感谢@bluenote10 提供有用的答案,我们可以再次简化它,例如没有帮助对象testImplicits

private object testImplicits extends SQLImplicits {
  protected override def _sqlContext: SQLContext = self.spark.sqlContext
}

with following way:

用以下方式:

trait SharedSparkSession extends BeforeAndAfterAll { self: Suite =>

  /**
   * The SparkSession instance to use for all tests in one suite.
   */
  private var spark: SparkSession = _

  /**
   * Returns local running SparkSession instance.
   * @return SparkSession instance `spark`
   */
  protected def sparkSession: SparkSession = spark

  /**
   * A helper implicit value that allows us to import SQL implicits.
   */
  protected lazy val sqlImplicits: SQLImplicits = self.sparkSession.implicits

  /**
   * Starts a new local spark session for tests.
   */
  protected def startSparkSession(): Unit = {
    if (spark == null) {
      spark = SparkSession
        .builder()
        .master("local[2]")
        .appName("Testing Spark Session")
        .getOrCreate()
    }
  }

  /**
   * Stops existing local spark session.
   */
  protected def stopSparkSession(): Unit = {
    if (spark != null) {
      spark.stop()
      spark = null
    }
  }

  /**
   * Runs before all tests and starts spark session.
   */
  override def beforeAll(): Unit = {
    startSparkSession()
    super.beforeAll()
  }

  /**
   * Runs after all tests and stops existing spark session.
   */
  override def afterAll(): Unit = {
    super.afterAll()
    stopSparkSession()
  }
}

and finally we can use SharedSparkSessionfor unit tests and import sqlImplicits:

最后我们可以SharedSparkSession用于单元测试和导入sqlImplicits

class SomeSuite extends FunSuite with SharedSparkSession {
  // We can import sql implicits 
  import sqlImplicits._

  // We can use method sparkSession which returns locally running spark session
  test("some test") {
    val df = sparkSession.sparkContext.parallelize(List(1,2,3)).toDF()
    //...
  }
}

回答by ValaravausBlack

Well, I've been re-using existing SparkSession in each called method.. by creating local val inside method -

好吧,我一直在每个被调用的方法中重新使用现有的 SparkSession.. 通过在方法内部创建本地 val -

val spark: org.apache.spark.sql.SparkSession = org.apache.spark.sql.SparkSession.active

And then

接着

import spark.implicits._

回答by KayV

Create a sparksession object and use the spark.implicit._ just before you want to convert any rdd to datasets.

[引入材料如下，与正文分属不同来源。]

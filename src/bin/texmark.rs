//! Texmark CLI - render LaTeX-subset and markdown text to HTML markup

#[cfg(feature = "cli")]
use clap::Parser;
#[cfg(feature = "cli")]
use std::fs;
#[cfg(feature = "cli")]
use std::io::{self, Read, Write};
#[cfg(feature = "cli")]
use texmark::{stage_names, RenderOptions, Renderer};

#[cfg(feature = "cli")]
#[derive(Parser)]
#[command(name = "texmark")]
#[command(version)]
#[command(about = "Texmark - LaTeX-subset and markdown to HTML markup renderer", long_about = None)]
struct Cli {
    /// Input file path (reads from stdin if not provided)
    input_file: Option<String>,

    /// Output file path (writes to stdout if not provided)
    #[arg(short, long)]
    output: Option<String>,

    /// Print a JSON object instead of bare markup
    #[arg(long)]
    json: bool,

    /// Skip output normalization and HTML escaping
    #[arg(long)]
    raw: bool,

    /// Keep raw `<` and `>` from the input unescaped
    #[arg(long)]
    no_escape: bool,

    /// Stop after the named pipeline stage and print the intermediate text
    #[arg(long, value_name = "STAGE")]
    through: Option<String>,

    /// List the pipeline stages in order and exit
    #[arg(long)]
    list_stages: bool,

    /// Log pipeline stages to stderr (repeat for more detail)
    #[arg(short, long, action = clap::ArgAction::Count)]
    verbose: u8,
}

#[cfg(feature = "cli")]
#[derive(serde::Serialize)]
struct JsonOutput<'a> {
    markup: &'a str,
    stages: usize,
    through: Option<&'a str>,
}

#[cfg(feature = "cli")]
fn init_logging(verbose: u8) {
    use tracing_subscriber::EnvFilter;

    let default_level = match verbose {
        0 => "warn",
        1 => "debug",
        _ => "trace",
    };
    let filter =
        EnvFilter::try_from_default_env().unwrap_or_else(|_| EnvFilter::new(default_level));
    tracing_subscriber::fmt()
        .with_env_filter(filter)
        .with_writer(io::stderr)
        .init();
}

#[cfg(feature = "cli")]
fn main() -> io::Result<()> {
    let cli = Cli::parse();
    init_logging(cli.verbose);

    if cli.list_stages {
        for name in stage_names() {
            println!("{}", name);
        }
        return Ok(());
    }

    // Read input
    let input = match cli.input_file {
        Some(ref path) => fs::read_to_string(path)?,
        None => {
            let mut buffer = String::new();
            io::stdin().read_to_string(&mut buffer)?;
            buffer
        }
    };

    let mut options = if cli.raw {
        RenderOptions::raw()
    } else {
        RenderOptions::new()
    };
    if cli.no_escape {
        options.escape_html = false;
    }
    let renderer = Renderer::new(options);

    let markup = match cli.through.as_deref() {
        Some(stage) => match renderer.render_through(input.as_str(), stage) {
            Some(markup) => markup,
            None => {
                let known: Vec<_> = stage_names().collect();
                return Err(io::Error::new(
                    io::ErrorKind::InvalidInput,
                    format!("unknown stage '{}' (known: {})", stage, known.join(", ")),
                ));
            }
        },
        None => renderer.render(input.as_str()),
    };

    let result = if cli.json {
        let out = JsonOutput {
            markup: &markup,
            stages: stage_names().count(),
            through: cli.through.as_deref(),
        };
        serde_json::to_string_pretty(&out)
            .map_err(|e| io::Error::new(io::ErrorKind::Other, e.to_string()))?
    } else {
        markup
    };

    // Write output
    match cli.output {
        Some(ref path) => fs::write(path, format!("{}\n", result))?,
        None => {
            let mut stdout = io::stdout().lock();
            writeln!(stdout, "{}", result)?;
        }
    }

    Ok(())
}

#[cfg(not(feature = "cli"))]
fn main() {
    eprintln!("CLI feature not enabled. Build with --features cli");
    eprintln!();
    eprintln!("Usage:");
    eprintln!("  cargo install texmark --features cli");
    eprintln!("  texmark [OPTIONS] [INPUT_FILE]");
}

在您想将任何 rdd 转换为数据集之前,创建一个 sparksession 对象并使用 spark.implicit._ 。

Like this:

像这样:

val spark = SparkSession
      .builder
      .appName("SparkSQL")
      .master("local[*]")
      .getOrCreate()

import spark.implicits._
val someDataset = someRdd.toDS

回答by hobgoblin

It has to do something with using val vs var in scala.

它必须通过在 Scala 中使用 val 与 var 来做一些事情。

E.g. following does not work

例如以下不起作用

var sparkSession = new SparkSession.Builder().appName("my-app").config(sparkConf).getOrCreate
import sparkSession.implicits._

But following does

但以下确实

sparkSession = new SparkSession.Builder().appName("my-app").config(sparkConf).getOrCreate
val sparkSessionConst = sparkSession
import sparkSessionConst.implicits._

I am very familiar with scala so I can only guess that the reasoning is same as why we can only use outer variables declared final inside a closure in java.

我对scala非常熟悉,所以我只能猜测推理与为什么我们只能在java中的闭包内使用声明为final的外部变量相同。